New crystal forms of the integral membrane Escherichia coli quinol:fumarate reductase suggest that ligands control domain movement.

Abstract

Quinol:fumarate reductase (QFR) is an integral membrane protein and a member of the respiratory Complex II superfamily. Although the structure of Escherichia coli QFR was first reported almost twenty years ago, many open questions of catalysis remain. Here we report two new crystal forms of QFR, one grown from the lipidic cubic phase and one grown from dodecyl maltoside micelles. QFR crystals grown from the lipid cubic phase processed as P1, merged to 7.5 Å resolution, and exhibited crystal packing similar to previous crystal forms. Crystals grown from dodecyl maltoside micelles processed as P21, merged to 3.35 Å resolution, and displayed a unique crystal packing.

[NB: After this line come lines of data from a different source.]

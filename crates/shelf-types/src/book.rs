use serde::{Deserialize, Serialize};

use crate::review::Reviews;

/// A catalog record.
///
/// `reviews` stays `None` until the first review is written, and is omitted
/// from the stored document in that state. Once created the mapping is kept,
/// even if every review is later deleted.
#[derive(Clone, Debug, PartialEq, Eq, Serialize, Deserialize)]
pub struct Book {
    pub isbn: String,
    pub title: String,
    pub author: String,
    #[serde(default, skip_serializing_if = "Option::is_none")]
    pub reviews: Option<Reviews>,
}

impl Book {
    pub fn new(isbn: impl Into<String>, title: impl Into<String>, author: impl Into<String>) -> Self {
        Self {
            isbn: isbn.into(),
            title: title.into(),
            author: author.into(),
            reviews: None,
        }
    }

    /// Reviews of this book, or an empty mapping if none were ever written.
    pub fn reviews_or_empty(&self) -> Reviews {
        self.reviews.clone().unwrap_or_default()
    }

    /// Case-insensitive substring match on the author.
    pub fn author_contains(&self, query: &str) -> bool {
        contains_ignore_case(&self.author, query)
    }

    /// Case-insensitive substring match on the title.
    pub fn title_contains(&self, query: &str) -> bool {
        contains_ignore_case(&self.title, query)
    }
}

fn contains_ignore_case(haystack: &str, needle: &str) -> bool {
    haystack.to_lowercase().contains(&needle.to_lowercase())
}

#[cfg(test)]
mod tests {
    use super::*;
    use proptest::prelude::*;

    fn kahneman() -> Book {
        Book::new("9780374533557", "Thinking, Fast and Slow", "Daniel Kahneman")
    }

    #[test]
    fn author_match_ignores_case() {
        let book = kahneman();
        assert!(book.author_contains("kahneman"));
        assert!(book.author_contains("KAHNEMAN"));
        assert!(!book.author_contains("tversky"));
    }

    #[test]
    fn title_match_ignores_case() {
        let book = kahneman();
        assert!(book.title_contains("fast and"));
        assert!(!book.title_contains("slowly"));
    }

    #[test]
    fn empty_query_matches() {
        assert!(kahneman().author_contains(""));
    }

    #[test]
    fn absent_reviews_omitted_from_json() {
        let json = serde_json::to_value(kahneman()).unwrap();
        assert!(json.get("reviews").is_none());
        assert_eq!(json["isbn"], "9780374533557");
    }

    #[test]
    fn emptied_reviews_kept_in_json() {
        let mut book = kahneman();
        book.reviews = Some(Reviews::new());
        let json = serde_json::to_value(&book).unwrap();
        assert_eq!(json["reviews"], serde_json::json!({}));
    }

    #[test]
    fn reviews_or_empty_defaults() {
        assert!(kahneman().reviews_or_empty().is_empty());
    }

    proptest! {
        #[test]
        fn author_search_is_case_insensitive(author in "[a-zA-Z ]{1,24}", start in 0usize..24, len in 0usize..24) {
            let book = Book::new("0", "t", author.clone());
            let start = start.min(author.len());
            let end = (start + len).min(author.len());
            let query = &author[start..end];
            prop_assert!(book.author_contains(&query.to_uppercase()));
            prop_assert!(book.author_contains(&query.to_lowercase()));
        }
    }
}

This latter crystal form provides the first view of the E. coli QFR active site without a dicarboxylate ligand. Instead, an unidentified anion binds at a shifted position. In one of the molecules in the asymmetric unit, this is accompanied by rotation of the capping domain of the catalytic subunit. In the other molecule, this is associated with loss of interpretable electron density for this same capping domain. Analysis of the structure suggests that the ligand adjusts the position of the capping domain.